* _Records for this task_:

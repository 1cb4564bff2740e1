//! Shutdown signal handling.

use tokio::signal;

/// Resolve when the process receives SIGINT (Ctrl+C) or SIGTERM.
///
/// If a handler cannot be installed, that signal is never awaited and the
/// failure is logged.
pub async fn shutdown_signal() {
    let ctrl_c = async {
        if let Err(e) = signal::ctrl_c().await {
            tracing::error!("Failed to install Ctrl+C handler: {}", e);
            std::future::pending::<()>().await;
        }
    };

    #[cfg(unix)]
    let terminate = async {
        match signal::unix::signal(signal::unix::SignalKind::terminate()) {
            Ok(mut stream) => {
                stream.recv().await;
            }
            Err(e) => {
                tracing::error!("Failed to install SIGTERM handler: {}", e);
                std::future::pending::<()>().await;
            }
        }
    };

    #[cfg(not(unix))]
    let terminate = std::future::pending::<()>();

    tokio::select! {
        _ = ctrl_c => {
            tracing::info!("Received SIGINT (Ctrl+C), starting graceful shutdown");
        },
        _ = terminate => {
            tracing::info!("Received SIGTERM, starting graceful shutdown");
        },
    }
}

* _Aim of the exercise_:
Match on "info" and copy out every line of the entries that contains it.

* _Task output_:
            tracing::info!("Received SIGINT (Ctrl+C), starting graceful shutdown");
            tracing::info!("Received SIGTERM, starting graceful shutdown");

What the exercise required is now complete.